Data to examine:
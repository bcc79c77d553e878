//! Tag service
//!
//! Implements the tag catalog:
//! - Tag list with article counts
//! - Create-or-get by name, case-insensitive
//! - Resolving tag names to rows when tagging articles

use crate::db::is_unique_violation;
use crate::db::repositories::TagRepository;
use crate::models::{Tag, TagWithCount};
use anyhow::Context;
use std::collections::HashSet;
use std::sync::Arc;

/// Error types for tag service operations
#[derive(Debug, thiserror::Error)]
pub enum TagServiceError {
    /// Validation error
    #[error("Validation error: {0}")]
    ValidationError(String),

    /// A concurrent insert claimed the name but the row cannot be read back
    #[error("Tag conflict: {0}")]
    Conflict(String),

    /// Internal error
    #[error("Internal error: {0}")]
    InternalError(#[from] anyhow::Error),
}

/// Tag service for managing the tag catalog
pub struct TagService {
    repo: Arc<dyn TagRepository>,
    default_color: String,
}

impl TagService {
    /// Create a new tag service. `default_color` is used when a tag is
    /// created without one.
    pub fn new(repo: Arc<dyn TagRepository>, default_color: impl Into<String>) -> Self {
        Self {
            repo,
            default_color: default_color.into(),
        }
    }

    /// All tags with their article counts, most used first
    pub async fn list_with_counts(&self) -> Result<Vec<TagWithCount>, TagServiceError> {
        self.repo
            .list_with_counts()
            .await
            .context("Failed to list tags")
            .map_err(Into::into)
    }

    /// Create a new tag or get the existing one by name.
    ///
    /// Returns the tag and whether it was newly created. Names are trimmed and
    /// compared case-insensitively, so "Lua" and "lua" are the same tag.
    ///
    /// # Errors
    /// - `ValidationError` if the name is empty or the color is not `#rrggbb`
    /// - `Conflict` if a concurrent insert won but its row cannot be read
    pub async fn create_or_get(
        &self,
        name: &str,
        color: Option<&str>,
    ) -> Result<(Tag, bool), TagServiceError> {
        let name = name.trim();
        if name.is_empty() {
            return Err(TagServiceError::ValidationError(
                "Tag name cannot be empty".to_string(),
            ));
        }

        let color = match color.map(str::trim).filter(|c| !c.is_empty()) {
            Some(color) if is_hex_color(color) => color,
            Some(color) => {
                return Err(TagServiceError::ValidationError(format!(
                    "Invalid tag color: {}",
                    color
                )))
            }
            None => self.default_color.as_str(),
        };

        if let Some(existing) = self.find(name).await? {
            return Ok((existing, false));
        }

        match self.repo.create(name, color).await {
            Ok(tag) => {
                tracing::debug!("Created tag {:?} (id {})", tag.name, tag.id);
                Ok((tag, true))
            }
            Err(e) if is_unique_violation(&e) => {
                // Lost a race with another insert of the same name.
                match self.find(name).await? {
                    Some(existing) => Ok((existing, false)),
                    None => Err(TagServiceError::Conflict(name.to_string())),
                }
            }
            Err(e) => Err(e.context("Failed to create tag").into()),
        }
    }

    /// Resolve tag names to tags, creating missing ones with the default
    /// color. Blank names are skipped; names that resolve to the same tag
    /// appear once, at their first position.
    pub async fn resolve_names(&self, names: &[String]) -> Result<Vec<Tag>, TagServiceError> {
        let mut seen = HashSet::new();
        let mut tags = Vec::with_capacity(names.len());

        for name in names.iter().filter(|n| !n.trim().is_empty()) {
            let (tag, _) = self.create_or_get(name, None).await?;
            if seen.insert(tag.id) {
                tags.push(tag);
            }
        }

        Ok(tags)
    }

    async fn find(&self, name: &str) -> Result<Option<Tag>, TagServiceError> {
        self.repo
            .find_by_name(name)
            .await
            .context("Failed to check existing tag")
            .map_err(Into::into)
    }
}

fn is_hex_color(value: &str) -> bool {
    value.len() == 7
        && value.starts_with('#')
        && value[1..].chars().all(|c| c.is_ascii_hexdigit())
}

Required work: Your answer must be the data above, copied exactly from its first line through the line containing "if the name", and nothing more.

Result:
repository bcc79c77d553e878
//! Tag service
//!
//! Implements the tag catalog:
//! - Tag list with article counts
//! - Create-or-get by name, case-insensitive
//! - Resolving tag names to rows when tagging articles

use crate::db::is_unique_violation;
use crate::db::repositories::TagRepository;
use crate::models::{Tag, TagWithCount};
use anyhow::Context;
use std::collections::HashSet;
use std::sync::Arc;

/// Error types for tag service operations
#[derive(Debug, thiserror::Error)]
pub enum TagServiceError {
    /// Validation error
    #[error("Validation error: {0}")]
    ValidationError(String),

    /// A concurrent insert claimed the name but the row cannot be read back
    #[error("Tag conflict: {0}")]
    Conflict(String),

    /// Internal error
    #[error("Internal error: {0}")]
    InternalError(#[from] anyhow::Error),
}

/// Tag service for managing the tag catalog
pub struct TagService {
    repo: Arc<dyn TagRepository>,
    default_color: String,
}

impl TagService {
    /// Create a new tag service. `default_color` is used when a tag is
    /// created without one.
    pub fn new(repo: Arc<dyn TagRepository>, default_color: impl Into<String>) -> Self {
        Self {
            repo,
            default_color: default_color.into(),
        }
    }

    /// All tags with their article counts, most used first
    pub async fn list_with_counts(&self) -> Result<Vec<TagWithCount>, TagServiceError> {
        self.repo
            .list_with_counts()
            .await
            .context("Failed to list tags")
            .map_err(Into::into)
    }

    /// Create a new tag or get the existing one by name.
    ///
    /// Returns the tag and whether it was newly created. Names are trimmed and
    /// compared case-insensitively, so "Lua" and "lua" are the same tag.
    ///
    /// # Errors
    /// - `ValidationError` if the name is empty or the color is not `#rrggbb`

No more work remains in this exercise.